Written by Tolly Beck
Tolly Beck is the horticulturist at Lasdon Park and Arboretum in Westchester County. She was formerly a horticulture educator for New York Botanical Gardens in the Bronx and Cornell Cooperative Extension of Rockland, NY.
Fall Bird Migration
Early fall is the time of year that many of our local birds are leaving for their southern migration. They have spent the last few weeks putting on weight in preparation for their journey. Weight gain for birds is often triggered by the shortening of day length. As the sun begins to set earlier each day, birds know it is time to increase the energy-rich polyunsaturated fats in their diets. Birds that have been eating seeds all summer will switch to an insect rich diet. The fat that is accumulated by this switch is needed for in-flight energy. Birds start their journey by burning fat instead of protein and carbohydrates, avoiding the phenomenon known to endurance runners as “hitting the wall”.

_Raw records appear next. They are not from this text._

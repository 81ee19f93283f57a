//! Process-local store used with `STORE_BACKEND=memory` and in tests.
//!
//! Enforces the same uniqueness rules as the SQL schema; the check and the
//! insert happen under one write lock.

use std::collections::BTreeMap;
use std::sync::Arc;

use async_trait::async_trait;
use tokio::sync::RwLock;

use crate::application::ports::note_repository::NoteRepository;
use crate::application::ports::user_repository::{CreateUserError, UserRepository};
use crate::domain::accounts::account::{Account, AccountCredentials};
use crate::domain::notes::note::Note;

#[derive(Default)]
struct Users {
    next_id: i64,
    rows: BTreeMap<i64, AccountCredentials>,
}

#[derive(Clone, Default)]
pub struct InMemoryUserRepository {
    inner: Arc<RwLock<Users>>,
}

#[async_trait]
impl UserRepository for InMemoryUserRepository {
    async fn create_user(
        &self,
        username: &str,
        email: &str,
        password_hash: &str,
    ) -> Result<Account, CreateUserError> {
        let mut users = self.inner.write().await;
        if users.rows.values().any(|c| c.account.email == email) {
            return Err(CreateUserError::EmailTaken);
        }
        if users.rows.values().any(|c| c.account.username == username) {
            return Err(CreateUserError::UsernameTaken);
        }
        users.next_id += 1;
        let now = chrono::Utc::now();
        let account = Account {
            id: users.next_id,
            username: username.to_string(),
            email: email.to_string(),
            created_at: now,
            updated_at: now,
        };
        users.rows.insert(
            account.id,
            AccountCredentials {
                account: account.clone(),
                password_hash: password_hash.to_string(),
            },
        );
        Ok(account)
    }

    async fn find_by_email(&self, email: &str) -> anyhow::Result<Option<AccountCredentials>> {
        let users = self.inner.read().await;
        Ok(users
            .rows
            .values()
            .find(|c| c.account.email == email)
            .cloned())
    }

    async fn find_by_id(&self, id: i64) -> anyhow::Result<Option<Account>> {
        let users = self.inner.read().await;
        Ok(users.rows.get(&id).map(|c| c.account.clone()))
    }

    async fn email_exists(&self, email: &str) -> anyhow::Result<bool> {
        let users = self.inner.read().await;
        Ok(users.rows.values().any(|c| c.account.email == email))
    }

    async fn username_exists(&self, username: &str) -> anyhow::Result<bool> {
        let users = self.inner.read().await;
        Ok(users.rows.values().any(|c| c.account.username == username))
    }
}

#[derive(Default)]
struct Notes {
    next_id: i64,
    rows: BTreeMap<i64, Note>,
}

#[derive(Clone, Default)]
pub struct InMemoryNoteRepository {
    inner: Arc<RwLock<Notes>>,
}

#[async_trait]
impl NoteRepository for InMemoryNoteRepository {
    async fn create_for_user(
        &self,
        user_id: i64,
        title: &str,
        content: &str,
    ) -> anyhow::Result<Note> {
        let mut notes = self.inner.write().await;
        notes.next_id += 1;
        let now = chrono::Utc::now();
        let note = Note {
            id: notes.next_id,
            title: title.to_string(),
            content: content.to_string(),
            user_id,
            created_at: now,
            updated_at: now,
        };
        notes.rows.insert(note.id, note.clone());
        Ok(note)
    }

    async fn list_for_user(&self, user_id: i64) -> anyhow::Result<Vec<Note>> {
        let notes = self.inner.read().await;
        Ok(notes
            .rows
            .values()
            .filter(|n| n.user_id == user_id)
            .cloned()
            .collect())
    }

    async fn get_owned(&self, id: i64, user_id: i64) -> anyhow::Result<Option<Note>> {
        let notes = self.inner.read().await;
        Ok(notes.rows.get(&id).filter(|n| n.user_id == user_id).cloned())
    }

    async fn update_owned(
        &self,
        id: i64,
        user_id: i64,
        title: &str,
        content: &str,
    ) -> anyhow::Result<Option<Note>> {
        let mut notes = self.inner.write().await;
        let Some(note) = notes.rows.get_mut(&id).filter(|n| n.user_id == user_id) else {
            return Ok(None);
        };
        note.title = title.to_string();
        note.content = content.to_string();
        note.updated_at = chrono::Utc::now();
        Ok(Some(note.clone()))
    }

    async fn delete_owned(&self, id: i64, user_id: i64) -> anyhow::Result<bool> {
        let mut notes = self.inner.write().await;
        let owned = notes.rows.get(&id).is_some_and(|n| n.user_id == user_id);
        if owned {
            notes.rows.remove(&id);
        }
        Ok(owned)
    }
}
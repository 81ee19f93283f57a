use utoipa::OpenApi;

#[derive(OpenApi)]
#[openapi(
        paths(
            crate::presentation::http::auth::register,
            crate::presentation::http::auth::login,
            crate::presentation::http::users::profile,
            crate::presentation::http::notes::list_notes,
            crate::presentation::http::notes::create_note,
            crate::presentation::http::notes::get_note,
            crate::presentation::http::notes::update_note,
            crate::presentation::http::notes::delete_note,
            crate::presentation::http::health::health,
        ),
        components(schemas(
            crate::presentation::http::auth::RegisterRequest,
            crate::presentation::http::auth::LoginRequest,
            crate::presentation::http::auth::UserResponse,
            crate::presentation::http::auth::AuthResponse,
            crate::presentation::http::users::ProfileUser,
            crate::presentation::http::users::ProfileResponse,
            crate::presentation::http::notes::Note,
            crate::presentation::http::notes::NoteRequest,
            crate::presentation::http::notes::NoteResponse,
            crate::presentation::http::notes::NoteMessageResponse,
            crate::presentation::http::notes::NoteListResponse,
            crate::presentation::http::notes::MessageResponse,
            crate::presentation::http::error::ErrorBody,
            crate::presentation::http::health::HealthResp,
        )),
        tags(
            (name = "Auth", description = "Registration and login"),
            (name = "User", description = "Authenticated account"),
            (name = "Notes", description = "Per-user notes"),
            (name = "Health", description = "System health checks")
        )
    )]
pub struct ApiDoc;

The majority of land birds migrate at night. These are primarily birds that have a forest habitat and are not agile fliers. Night migration offers them cooler temperatures, less air turbulence, and protection from large birds of prey. During the day night migrators can drop down to feed and rest. This presents a wonderful opportunity to see birds that are not usually found in our local area.
The Cornell Lab of Ornithology estimates that each autumn an average of 4.7 billion birds leave the U.S. over the southern border heading to the tropics. The fall migration is always much larger than the spring migration because birds are now leaving their breeding grounds and their young are making their first migration. We can help migrating birds that pass through our area by putting out suet, sunflower seeds and water in which to bathe and drink. Welcome them for the brief time they visit and wish them a safe journey.